Given two non-negative integers, num1 and num2 represented as string, return the sum of num1 and num2 as a string.

You must solve the problem without using any built-in library for handling large integers (such as BigInteger). You must also not convert the inputs to integers directly.

 

Example 1:

Input: num1 = "11", num2 = "123"
Output: "134"

Example 2:

Input: num1 = "456", num2 = "77"
Output: "533"

Example 3:

Input: num1 = "0", num2 = "0"
Output: "0"

 

Constraints:

  • 1 <= num1.length, num2.length <= 104
  • num1 and num2 consist of only digits.
  • num1 and num2 don't have any leading zeros except for the zero itself.

Solutions

Solution 1: Two Pointers

We use two pointers $i$ and $j$ to point to the end of the two strings respectively, and start adding bit by bit from the end.

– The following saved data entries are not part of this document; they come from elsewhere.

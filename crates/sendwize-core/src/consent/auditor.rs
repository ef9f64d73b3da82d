//! Consent record auditor
//!
//! Scores a single contact's marketing consent against PECR. Hard violations
//! short-circuit to a score of 0; everything else is an ordered list of
//! adjustments applied to a starting score of 100.

use sendwize_common::types::{
    Bucket, ConsentAuditConfig, ContactRecord, CustomerType, EmailType, ProductType, Timestamp,
};
use serde::{Deserialize, Serialize};
use tracing::debug;

/// Public webmail providers; addresses here are never corporate
pub const CONSUMER_DOMAINS: &[&str] = &[
    "gmail.com",
    "yahoo.com",
    "hotmail.com",
    "outlook.com",
    "icloud.com",
    "aol.com",
    "live.com",
    "me.com",
    "googlemail.com",
];

const INVALID_METHODS: &[&str] = &["pre-ticked", "preticked", "pre-tick", "assumed", "implied"];

const PURCHASED_SOURCES: &[&str] = &["purchased", "bought", "third party", "third-party", "broker"];

const MILLIS_PER_YEAR: f64 = 365.0 * 24.0 * 60.0 * 60.0 * 1000.0;

/// Audit outcome for one contact
#[derive(Debug, Clone, PartialEq, Eq, Serialize, Deserialize)]
pub struct AuditResult {
    #[serde(flatten)]
    pub contact: ContactRecord,
    pub score: u8,
    pub category: String,
    pub bucket: Bucket,
}

impl AuditResult {
    fn new(contact: &ContactRecord, score: u8, category: String) -> Self {
        Self {
            contact: contact.clone(),
            score,
            category,
            bucket: Bucket::from_score(score),
        }
    }
}

/// Violations that void consent outright
#[derive(Debug, Clone, Copy, PartialEq, Eq)]
pub enum HardViolation {
    MissingConsentDate,
    InvalidConsentDate,
    InvalidMethod,
    PurchasedList,
}

impl HardViolation {
    pub fn category(&self) -> &'static str {
        match self {
            HardViolation::MissingConsentDate => "No consent date – CRITICAL",
            HardViolation::InvalidConsentDate => "Invalid date – CRITICAL",
            HardViolation::InvalidMethod => "Pre-ticked/Invalid method – PECR violation",
            HardViolation::PurchasedList => "Purchased list – No valid consent",
        }
    }
}

/// How an adjustment changes the running score
#[derive(Debug, Clone, Copy, PartialEq, Eq)]
pub enum ScoreEffect {
    Deduct(i32),
    /// Raise the score to at least this value
    AtLeast(i32),
    Set(i32),
}

impl ScoreEffect {
    fn apply(self, score: i32) -> i32 {
        match self {
            ScoreEffect::Deduct(points) => score - points,
            ScoreEffect::AtLeast(floor) => score.max(floor),
            ScoreEffect::Set(value) => value,
        }
    }
}

/// Effect of one fired consent rule
#[derive(Debug, Clone, Copy, PartialEq, Eq)]
pub struct Adjustment {
    pub effect: ScoreEffect,
    /// Category candidate; the first candidate in rule order wins
    pub category: Option<&'static str>,
    pub reason: Option<&'static str>,
}

/// Derived facts the soft rules read
#[derive(Debug, Clone, Copy)]
pub struct ConsentFacts {
    pub age_years: f64,
    pub is_customer: bool,
    pub product_type: ProductType,
    pub is_b2b: bool,
    /// Heuristic only: dotted local part at a non-webmail domain
    pub looks_personal: bool,
    pub method_documented: bool,
    pub source_documented: bool,
}

type SoftRule = fn(&ConsentFacts) -> Option<Adjustment>;

/// Soft rules in evaluation order
const SOFT_RULES: &[(&str, SoftRule)] = &[
    ("consent_age", consent_age),
    ("soft_opt_in", soft_opt_in),
    ("b2b_classification", b2b_classification),
    ("method_documented", method_documented),
    ("source_documented", source_documented),
];

fn consent_age(facts: &ConsentFacts) -> Option<Adjustment> {
    let (points, reason) = if facts.age_years > 3.0 {
        (50, "3+ years old")
    } else if facts.age_years > 2.0 {
        (30, "2-3 years old")
    } else if facts.age_years > 1.0 {
        (10, "1-2 years old")
    } else {
        return None;
    };
    Some(Adjustment {
        effect: ScoreEffect::Deduct(points),
        category: None,
        reason: Some(reason),
    })
}

// PECR Reg 22(3)
fn soft_opt_in(facts: &ConsentFacts) -> Option<Adjustment> {
    if !facts.is_customer {
        return None;
    }
    let adjustment = match facts.product_type {
        ProductType::Similar => Adjustment {
            effect: ScoreEffect::AtLeast(85),
            category: Some("Soft opt-in (similar products)"),
            reason: None,
        },
        ProductType::Different => Adjustment {
            effect: ScoreEffect::Set(30),
            category: Some("Soft opt-in INVALID (different products) – Need express consent"),
            reason: Some("Marketing different products"),
        },
        ProductType::Mixed => Adjustment {
            effect: ScoreEffect::Deduct(20),
            category: Some("Soft opt-in (verify product similarity)"),
            reason: Some("Unclear if products similar"),
        },
    };
    Some(adjustment)
}

fn b2b_classification(facts: &ConsentFacts) -> Option<Adjustment> {
    if !facts.is_b2b {
        return None;
    }
    if facts.looks_personal {
        Some(Adjustment {
            effect: ScoreEffect::Deduct(15),
            category: None,
            reason: Some("Looks like personal email at work domain"),
        })
    } else {
        Some(Adjustment {
            effect: ScoreEffect::AtLeast(75),
            category: Some("B2B corporate email"),
            reason: None,
        })
    }
}

fn method_documented(facts: &ConsentFacts) -> Option<Adjustment> {
    (!facts.method_documented).then_some(Adjustment {
        effect: ScoreEffect::Deduct(25),
        category: None,
        reason: Some("No consent method documented"),
    })
}

fn source_documented(facts: &ConsentFacts) -> Option<Adjustment> {
    (!facts.source_documented).then_some(Adjustment {
        effect: ScoreEffect::Deduct(15),
        category: None,
        reason: Some("Source not documented"),
    })
}

/// Consent record auditor
#[derive(Debug, Clone, Copy, Default)]
pub struct ConsentRecordAuditor;

impl ConsentRecordAuditor {
    pub fn new() -> Self {
        Self
    }

    /// Score one contact. Malformed fields are scoring outcomes, never errors.
    pub fn evaluate(&self, contact: &ContactRecord, config: &ConsentAuditConfig) -> AuditResult {
        let consent_date = match screen(contact) {
            Ok(date) => date,
            Err(violation) => {
                debug!(
                    "Hard consent violation for {}: {:?}",
                    contact.email, violation
                );
                return AuditResult::new(contact, 0, violation.category().to_string());
            }
        };

        let facts = derive_facts(contact, config, consent_date);

        let mut score: i32 = 100;
        let mut categories: Vec<&'static str> = Vec::new();
        let mut reasons: Vec<&'static str> = Vec::new();

        for (name, rule) in SOFT_RULES {
            if let Some(adjustment) = rule(&facts) {
                debug!("Consent rule {} fired for {}: {:?}", name, contact.email, adjustment.effect);
                score = adjustment.effect.apply(score);
                categories.extend(adjustment.category);
                reasons.extend(adjustment.reason);
            }
        }

        let score = score.clamp(0, 100) as u8;
        let category = match categories.first() {
            Some(category) => category.to_string(),
            None if !reasons.is_empty() => reasons.join(", "),
            None => "Express consent".to_string(),
        };

        AuditResult::new(contact, score, category)
    }
}

/// Apply the hard rules in order, returning the parsed consent date when none fires
pub fn screen(contact: &ContactRecord) -> Result<Timestamp, HardViolation> {
    let raw_date = contact
        .consent_date
        .as_deref()
        .filter(|d| !d.trim().is_empty())
        .ok_or(HardViolation::MissingConsentDate)?;

    let consent_date =
        sendwize_common::types::parse_date(raw_date).ok_or(HardViolation::InvalidConsentDate)?;

    let method = lowercase(contact.consent_method.as_deref());
    if INVALID_METHODS.iter().any(|m| method.contains(m)) {
        return Err(HardViolation::InvalidMethod);
    }

    let source = lowercase(contact.source.as_deref());
    if PURCHASED_SOURCES.iter().any(|s| source.contains(s)) {
        return Err(HardViolation::PurchasedList);
    }

    Ok(consent_date)
}

/// Derive the facts used by the soft rules
pub fn derive_facts(
    contact: &ContactRecord,
    config: &ConsentAuditConfig,
    consent_date: Timestamp,
) -> ConsentFacts {
    let email = contact.email.to_lowercase();
    let (local, domain) = email.split_once('@').unwrap_or((email.as_str(), ""));
    let is_consumer = is_consumer_domain(domain);

    let source = lowercase(contact.source.as_deref());
    let is_customer = match config.customer_type {
        CustomerType::All => true,
        CustomerType::Some => source.contains("purchase"),
        CustomerType::None => false,
    };

    let is_b2b = match config.email_type {
        EmailType::B2b => true,
        EmailType::Mixed => !is_consumer,
        EmailType::B2c => false,
    };

    let method = contact.consent_method.as_deref().map(str::trim).unwrap_or("");
    let method_documented = !method.is_empty() && !method.eq_ignore_ascii_case("n/a");

    let source_documented = contact
        .source
        .as_deref()
        .is_some_and(|s| !s.trim().is_empty());

    let age_millis = (config.evaluation_date - consent_date).num_milliseconds();

    ConsentFacts {
        age_years: age_millis as f64 / MILLIS_PER_YEAR,
        is_customer,
        product_type: config.product_type,
        is_b2b,
        looks_personal: local.contains('.') && !is_consumer,
        method_documented,
        source_documented,
    }
}

/// Whether the domain belongs to a public webmail provider
pub fn is_consumer_domain(domain: &str) -> bool {
    CONSUMER_DOMAINS
        .iter()
        .any(|d| d.eq_ignore_ascii_case(domain))
}

fn lowercase(value: Option<&str>) -> String {
    value.unwrap_or("").to_lowercase()
}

Each time we take out the corresponding digits $a$ and $b$, calculate their sum $a + b + c$, where $c$ represents the carry from the last addition. Finally, we append the units digit of $a + b + c$ to the end of the answer string, and then take the tens digit of $a + b + c$ as the value of the carry $c$, and loop this process until the pointers of both strings have pointed to the beginning of the string and the value of the carry $c$ is $0$.

Finally, reverse the answer string and return it.

The time complexity is $O(\max(m, n))$, where $m$ and $n$ are the lengths of the two strings respectively. Ignoring the space consumption of the answer string, the space complexity is $O(1)$.

The following code also implements string subtraction, refer to the subStrings(num1, num2) function.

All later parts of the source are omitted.